Join TLN author InferMage in a quick look at the show, Picard.

What does it mean to be authentic?

In existential phenomenological thinking (Heidegger, specifically), the human being is defined as one who lives life according to meaning — i.e., the person engages with the world around them according to what the person finds meaningful. For example, a person might show up to work every day because they find value in being there (even if that value is just to earn a paycheck), while another person may be late every morning because they find more value in sleeping-in than in taking the time to plan for a timely commute. So, while “value” and “meaningful” sound like Very Important Descriptors, that doesn’t necessarily describe the behavior in a colloquial sense, and is instead just about broadly suggesting that there are no meaningless behaviors. You may even put off something that you would prefer to do because you have other obligations — most people don’t decide to go on a four-week Tuscan vacation at the drop of a hat (y’know, in non-pandemic times) because they want to work and earn money rather than immediately going into debt. Even sitting around and “doing nothing” has meaning because there is a choice to do that over something else, like cleaning — that doesn’t mean either action is better than the other, because the individual has their own reasons for making one choice over the other (here’s your quarantine-reminder that sitting around and watching Tiger King is a completely legitimate coping mechanism to a global pandemic).
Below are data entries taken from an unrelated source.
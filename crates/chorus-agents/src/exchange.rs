//! Request/response exchange over a channel.
//!
//! Wraps raw [`ChannelTransport::request`] delivery with the two timeout
//! classes the engine needs — short for handshake-class requests, very long
//! for task submission (agents may legitimately take tens of minutes to
//! produce output) — and classifies failures. Absence of any response
//! before the deadline is itself a failure, never an indefinite wait.

use std::sync::Arc;
use std::time::Duration;

use thiserror::Error;
use tracing::debug;

use chorus_core::errors::TransportFault;
use chorus_core::ids::ChannelId;
use chorus_core::wire::{ChannelRequest, ChannelResponse};
use chorus_settings::ExchangeSettings;

use crate::transport::ChannelTransport;

// ─────────────────────────────────────────────────────────────────────────────
// Errors
// ─────────────────────────────────────────────────────────────────────────────

/// Classified exchange failure.
#[derive(Debug, Error)]
pub enum ExchangeError {
    /// The channel was destroyed. Actionable: reacquire the channel.
    #[error("channel closed: {message}")]
    Closed {
        /// Host-provided description.
        message: String,
    },

    /// No response arrived before the deadline.
    #[error("no response within {elapsed_ms}ms")]
    Timeout {
        /// The deadline that expired, in milliseconds.
        elapsed_ms: u64,
    },

    /// Generic delivery failure.
    #[error("transport failure: {message}")]
    Transport {
        /// Host-provided description.
        message: String,
    },

    /// The far side answered with a structured error.
    #[error("remote error: {message}")]
    Remote {
        /// Adapter-provided description.
        message: String,
    },
}

impl ExchangeError {
    /// Error category string for event emission.
    #[must_use]
    pub fn category(&self) -> &str {
        match self {
            Self::Closed { .. } => "closed",
            Self::Timeout { .. } => "timeout",
            Self::Transport { .. } => "transport",
            Self::Remote { .. } => "remote",
        }
    }
}

impl From<TransportFault> for ExchangeError {
    fn from(fault: TransportFault) -> Self {
        match fault {
            TransportFault::Closed { message } => Self::Closed { message },
            TransportFault::Failed { message } => Self::Transport { message },
        }
    }
}

// ─────────────────────────────────────────────────────────────────────────────
// Exchange
// ─────────────────────────────────────────────────────────────────────────────

/// Bounded request/response delivery over channels.
pub struct Exchange {
    transport: Arc<dyn ChannelTransport>,
    handshake_timeout: Duration,
    task_timeout: Duration,
}

impl Exchange {
    /// Create an exchange over a transport with explicit timeout classes.
    #[must_use]
    pub fn new(
        transport: Arc<dyn ChannelTransport>,
        handshake_timeout: Duration,
        task_timeout: Duration,
    ) -> Self {
        Self {
            transport,
            handshake_timeout,
            task_timeout,
        }
    }

    /// Create an exchange with timeouts from settings.
    #[must_use]
    pub fn from_settings(transport: Arc<dyn ChannelTransport>, settings: &ExchangeSettings) -> Self {
        Self::new(
            transport,
            settings.handshake_timeout(),
            settings.task_timeout(),
        )
    }

    /// The underlying transport.
    #[must_use]
    pub fn transport(&self) -> &Arc<dyn ChannelTransport> {
        &self.transport
    }

    /// Deliver a request and await a structured response within `timeout`.
    ///
    /// A [`ChannelResponse::Error`] answer is surfaced as
    /// [`ExchangeError::Remote`]; every other variant is returned to the
    /// caller for protocol-level interpretation.
    pub async fn send(
        &self,
        channel: &ChannelId,
        request: ChannelRequest,
        timeout: Duration,
    ) -> Result<ChannelResponse, ExchangeError> {
        debug!(channel = %channel, ?request, ?timeout, "sending channel request");
        let response = tokio::time::timeout(timeout, self.transport.request(channel, request))
            .await
            .map_err(|_| ExchangeError::Timeout {
                elapsed_ms: timeout.as_millis() as u64,
            })??;

        match response {
            ChannelResponse::Error { message } => Err(ExchangeError::Remote { message }),
            other => Ok(other),
        }
    }

    /// Deliver a handshake-class request (short timeout).
    pub async fn send_handshake(
        &self,
        channel: &ChannelId,
        request: ChannelRequest,
    ) -> Result<ChannelResponse, ExchangeError> {
        self.send(channel, request, self.handshake_timeout).await
    }

    /// Deliver a task-class request (very long timeout).
    pub async fn send_task(
        &self,
        channel: &ChannelId,
        request: ChannelRequest,
    ) -> Result<ChannelResponse, ExchangeError> {
        self.send(channel, request, self.task_timeout).await
    }
}

// ─────────────────────────────────────────────────────────────────────────────
// Tests
// ─────────────────────────────────────────────────────────────────────────────
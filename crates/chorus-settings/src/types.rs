//! Settings schema with compiled defaults.
//!
//! All timings live here rather than as scattered constants so that
//! operators can tune them per deployment; the defaults match the timings
//! the dispatch pipeline was calibrated against. Durations are stored as
//! integer milliseconds on the wire with [`std::time::Duration`] accessors.

use std::time::Duration;

use serde::{Deserialize, Serialize};

// ─────────────────────────────────────────────────────────────────────────────
// Root
// ─────────────────────────────────────────────────────────────────────────────

/// Root settings object.
#[derive(Clone, Debug, Serialize, Deserialize)]
#[serde(rename_all = "camelCase")]
pub struct ChorusSettings {
    /// Settings schema version.
    #[serde(default = "default_version")]
    pub version: String,
    /// Application name (used in log targets).
    #[serde(default = "default_name")]
    pub name: String,
    /// Minimum log level for the tracing subscriber.
    #[serde(default = "default_log_level")]
    pub log_level: String,
    /// Registry key of the agent used for prompt refinement.
    #[serde(default = "default_refiner_agent")]
    pub refiner_agent: String,
    /// Channel acquisition and load settings.
    #[serde(default)]
    pub broker: BrokerSettings,
    /// Readiness handshake timings.
    #[serde(default)]
    pub handshake: HandshakeSettings,
    /// Message exchange timeout classes.
    #[serde(default)]
    pub exchange: ExchangeSettings,
    /// Completion detector timings and thresholds.
    #[serde(default)]
    pub detector: DetectorSettings,
}

fn default_version() -> String {
    "0.1.0".to_owned()
}
fn default_name() -> String {
    "chorus".to_owned()
}
fn default_log_level() -> String {
    "warn".to_owned()
}
fn default_refiner_agent() -> String {
    "openai".to_owned()
}

impl Default for ChorusSettings {
    fn default() -> Self {
        Self {
            version: default_version(),
            name: default_name(),
            log_level: default_log_level(),
            refiner_agent: default_refiner_agent(),
            broker: BrokerSettings::default(),
            handshake: HandshakeSettings::default(),
            exchange: ExchangeSettings::default(),
            detector: DetectorSettings::default(),
        }
    }
}

// ─────────────────────────────────────────────────────────────────────────────
// Broker
// ─────────────────────────────────────────────────────────────────────────────

/// Channel acquisition and load-wait settings.
#[derive(Clone, Debug, Serialize, Deserialize)]
#[serde(rename_all = "camelCase")]
pub struct BrokerSettings {
    /// Maximum time to wait for a channel to report a complete load.
    #[serde(default = "default_load_timeout_ms")]
    pub load_timeout_ms: u64,
    /// Interval between load-state polls.
    #[serde(default = "default_load_poll_ms")]
    pub load_poll_ms: u64,
    /// Settle delay after a complete load before the channel is considered
    /// usable (a loaded channel's adapter may not have initialized yet).
    #[serde(default = "default_settle_ms")]
    pub settle_ms: u64,
}

fn default_load_timeout_ms() -> u64 {
    15_000
}
fn default_load_poll_ms() -> u64 {
    500
}
fn default_settle_ms() -> u64 {
    2_500
}

impl Default for BrokerSettings {
    fn default() -> Self {
        Self {
            load_timeout_ms: default_load_timeout_ms(),
            load_poll_ms: default_load_poll_ms(),
            settle_ms: default_settle_ms(),
        }
    }
}

impl BrokerSettings {
    /// Load timeout as a [`Duration`].
    #[must_use]
    pub fn load_timeout(&self) -> Duration {
        Duration::from_millis(self.load_timeout_ms)
    }

    /// Poll interval as a [`Duration`].
    #[must_use]
    pub fn load_poll(&self) -> Duration {
        Duration::from_millis(self.load_poll_ms)
    }

    /// Settle delay as a [`Duration`].
    #[must_use]
    pub fn settle(&self) -> Duration {
        Duration::from_millis(self.settle_ms)
    }
}

// ─────────────────────────────────────────────────────────────────────────────
// Handshake
// ─────────────────────────────────────────────────────────────────────────────

/// Readiness handshake timings.
#[derive(Clone, Debug, Serialize, Deserialize)]
#[serde(rename_all = "camelCase")]
pub struct HandshakeSettings {
    /// Timeout for the initial liveness ping.
    #[serde(default = "default_ping_timeout_ms")]
    pub ping_timeout_ms: u64,
    /// Settle delay after a soft reinitialize before the retry ping.
    #[serde(default = "default_reinit_settle_ms")]
    pub reinit_settle_ms: u64,
    /// Settle delay after a hard reinjection before the retry ping.
    #[serde(default = "default_inject_settle_ms")]
    pub inject_settle_ms: u64,
    /// Extended ping timeout used after a hard reinjection.
    #[serde(default = "default_extended_ping_timeout_ms")]
    pub extended_ping_timeout_ms: u64,
}

fn default_ping_timeout_ms() -> u64 {
    3_000
}
fn default_reinit_settle_ms() -> u64 {
    1_500
}
fn default_inject_settle_ms() -> u64 {
    3_500
}
fn default_extended_ping_timeout_ms() -> u64 {
    5_000
}

impl Default for HandshakeSettings {
    fn default() -> Self {
        Self {
            ping_timeout_ms: default_ping_timeout_ms(),
            reinit_settle_ms: default_reinit_settle_ms(),
            inject_settle_ms: default_inject_settle_ms(),
            extended_ping_timeout_ms: default_extended_ping_timeout_ms(),
        }
    }
}

impl HandshakeSettings {
    /// Initial ping timeout as a [`Duration`].
    #[must_use]
    pub fn ping_timeout(&self) -> Duration {
        Duration::from_millis(self.ping_timeout_ms)
    }

    /// Soft-reinit settle delay as a [`Duration`].
    #[must_use]
    pub fn reinit_settle(&self) -> Duration {
        Duration::from_millis(self.reinit_settle_ms)
    }

    /// Reinjection settle delay as a [`Duration`].
    #[must_use]
    pub fn inject_settle(&self) -> Duration {
        Duration::from_millis(self.inject_settle_ms)
    }

    /// Extended ping timeout as a [`Duration`].
    #[must_use]
    pub fn extended_ping_timeout(&self) -> Duration {
        Duration::from_millis(self.extended_ping_timeout_ms)
    }
}

// ─────────────────────────────────────────────────────────────────────────────
// Exchange
// ─────────────────────────────────────────────────────────────────────────────

/// Message exchange timeout classes.
///
/// Handshake-class requests answer in seconds; task-class requests may
/// legitimately take tens of minutes while an agent produces output.
#[derive(Clone, Debug, Serialize, Deserialize)]
#[serde(rename_all = "camelCase")]
pub struct ExchangeSettings {
    /// Timeout for handshake-class requests (login checks, output reads).
    #[serde(default = "default_handshake_timeout_ms")]
    pub handshake_timeout_ms: u64,
    /// Timeout for task-class requests (prompt submission).
    #[serde(default = "default_task_timeout_ms")]
    pub task_timeout_ms: u64,
}

fn default_handshake_timeout_ms() -> u64 {
    5_000
}
fn default_task_timeout_ms() -> u64 {
    1_800_000
}

impl Default for ExchangeSettings {
    fn default() -> Self {
        Self {
            handshake_timeout_ms: default_handshake_timeout_ms(),
            task_timeout_ms: default_task_timeout_ms(),
        }
    }
}

impl ExchangeSettings {
    /// Handshake-class timeout as a [`Duration`].
    #[must_use]
    pub fn handshake_timeout(&self) -> Duration {
        Duration::from_millis(self.handshake_timeout_ms)
    }

    /// Task-class timeout as a [`Duration`].
    #[must_use]
    pub fn task_timeout(&self) -> Duration {
        Duration::from_millis(self.task_timeout_ms)
    }
}

// ─────────────────────────────────────────────────────────────────────────────
// Detector
// ─────────────────────────────────────────────────────────────────────────────

/// Completion detector timings and thresholds.
#[derive(Clone, Debug, Serialize, Deserialize)]
#[serde(rename_all = "camelCase")]
pub struct DetectorSettings {
    /// Interval between output samples.
    #[serde(default = "default_sample_interval_ms")]
    pub sample_interval_ms: u64,
    /// Consecutive unchanged samples required to declare completion.
    #[serde(default = "default_stability_threshold")]
    pub stability_threshold: u32,
    /// Minimum content length (bytes) before completion may be declared.
    #[serde(default = "default_min_content_len")]
    pub min_content_len: usize,
    /// Grace delay after settlement before the final authoritative read.
    #[serde(default = "default_grace_ms")]
    pub grace_ms: u64,
    /// Hard ceiling on total detection time; reaching it returns the
    /// best-effort last observation instead of an error.
    #[serde(default = "default_ceiling_ms")]
    pub ceiling_ms: u64,
}

fn default_sample_interval_ms() -> u64 {
    2_500
}
fn default_stability_threshold() -> u32 {
    3
}
fn default_min_content_len() -> usize {
    8
}
fn default_grace_ms() -> u64 {
    2_000
}
fn default_ceiling_ms() -> u64 {
    1_200_000
}

impl Default for DetectorSettings {
    fn default() -> Self {
        Self {
            sample_interval_ms: default_sample_interval_ms(),
            stability_threshold: default_stability_threshold(),
            min_content_len: default_min_content_len(),
            grace_ms: default_grace_ms(),
            ceiling_ms: default_ceiling_ms(),
        }
    }
}

impl DetectorSettings {
    /// Sample interval as a [`Duration`].
    #[must_use]
    pub fn sample_interval(&self) -> Duration {
        Duration::from_millis(self.sample_interval_ms)
    }

    /// Grace delay as a [`Duration`].
    #[must_use]
    pub fn grace(&self) -> Duration {
        Duration::from_millis(self.grace_ms)
    }

    /// Ceiling as a [`Duration`].
    #[must_use]
    pub fn ceiling(&self) -> Duration {
        Duration::from_millis(self.ceiling_ms)
    }
}

// ─────────────────────────────────────────────────────────────────────────────
// Tests
// ─────────────────────────────────────────────────────────────────────────────

#[cfg(test)]
mod tests {
    use super::*;

    #[test]
    fn defaults_deserialize_from_empty_object() {
        let settings: ChorusSettings = serde_json::from_str("{}").unwrap();
        assert_eq!(settings.version, "0.1.0");
        assert_eq!(settings.broker.load_timeout_ms, 15_000);
        assert_eq!(settings.handshake.reinit_settle_ms, 1_500);
        assert_eq!(settings.detector.min_content_len, 8);
    }

    #[test]
    fn partial_section_keeps_other_defaults() {
        let json = r#"{"detector": {"stabilityThreshold": 5}}"#;
        let settings: ChorusSettings = serde_json::from_str(json).unwrap();
        assert_eq!(settings.detector.stability_threshold, 5);
        assert_eq!(settings.detector.sample_interval_ms, 2_500);
        assert_eq!(settings.broker.settle_ms, 2_500);
    }

    #[test]
    fn duration_accessors_convert_millis() {
        let settings = ChorusSettings::default();
        assert_eq!(settings.broker.load_poll(), Duration::from_millis(500));
        assert_eq!(
            settings.handshake.ping_timeout(),
            Duration::from_secs(3)
        );
        assert_eq!(
            settings.exchange.task_timeout(),
            Duration::from_secs(1_800)
        );
        assert_eq!(settings.detector.grace(), Duration::from_secs(2));
    }

    #[test]
    fn settings_serialize_camel_case() {
        let json = serde_json::to_value(ChorusSettings::default()).unwrap();
        assert!(json["broker"]["loadTimeoutMs"].is_u64());
        assert!(json["handshake"]["extendedPingTimeoutMs"].is_u64());
        assert!(json["detector"]["minContentLen"].is_u64());
        assert!(json["refinerAgent"].is_string());
    }
}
So if we refer to value and meaning in terms of being the motivating factors behind engaging in an action, authenticity is about engaging in the action that you would prefer if there were no other mitigating factors. If you didn’t have to worry about financial instability, would you go on that Tuscan vacation? If you won the lottery, would you keep your job? If you could have a pint of ice cream delivered to your door, would you do that all the time or would you value your summer beach body more? If you knew you were going to die tomorrow, what would you be doing now to make your life more Meaningful? 

Star Trek: Picard questions human authenticity and Meaning all throughout its narrative this season. Early on, we learn that Admiral Jean-Luc Picard, since we last saw him, retired from Starfleet in protest when the United Federation of Planets made the decision not to support the Romulans in need of evacuation. Picard placed more value on Starfleet’s humanitarian efforts, while the Federation deemed the humanitarian aid to be too great a risk and too much of a burden on thinning resources in light of a terrorist attack on Mars. 

Over the course of the season, Picard learns that he has a terminal neurological condition, which spurs him towards one last humanitarian mission to find and save the daughter of his late android friend, Data. This inevitably leads to a climactic conflict when he finds himself between a secretive sect of synthetic-fearing Romulans, and a hidden colony of synthetic androids that have their own concerns about organics. 

While some of that may sound like the overarching plot of Mass Effect (indeed, that’s some of the criticism I’ve heard of the series, despite this also basically being the plot of most sci fi narratives involving artificial intelligence from Humans to Ex Machina, Terminator, Westworld, and many, many plots in previous iterations of Star Trek), Picard places its primary focus on what it means to be human, and finding meaning in one’s life. 

As a continuation of Star Trek: The Next Generation, a series from nearly 30 years ago now, as well as multiple sequel films, Jean-Luc Picard has a wealth of life experience both on- and off-screen to introspect upon as he nears the end of his life. Picard and Data had many conversations over the narrative of The Next Generation regarding Data’s quest of finding his own humanity despite his synthetic origins, and Picard himself previously struggled with his own humanity after being assimilated by the technorganic hive mind of the Borg Collective. These were plots that defined character arcs or individual episodes — a “monster of the week” conceit of episodic content from before the modern style of telling one overarching plot across a shorter season. So the fact that we now see Picard searching for meaning in his own life with this narrative style, we see the Star Trek narrative finally able to more fully explore these themes across a greater narrative context.

Independent synthetics from across the races and technological advances of Star Trek’s canon — from the colony of androids to sentient (?) holograms to the ex-Borg saved from assimilation — drive a throughline through the season in highlighting the question of finding humanity, and the defense of being allowed the autonomy of authenticity. 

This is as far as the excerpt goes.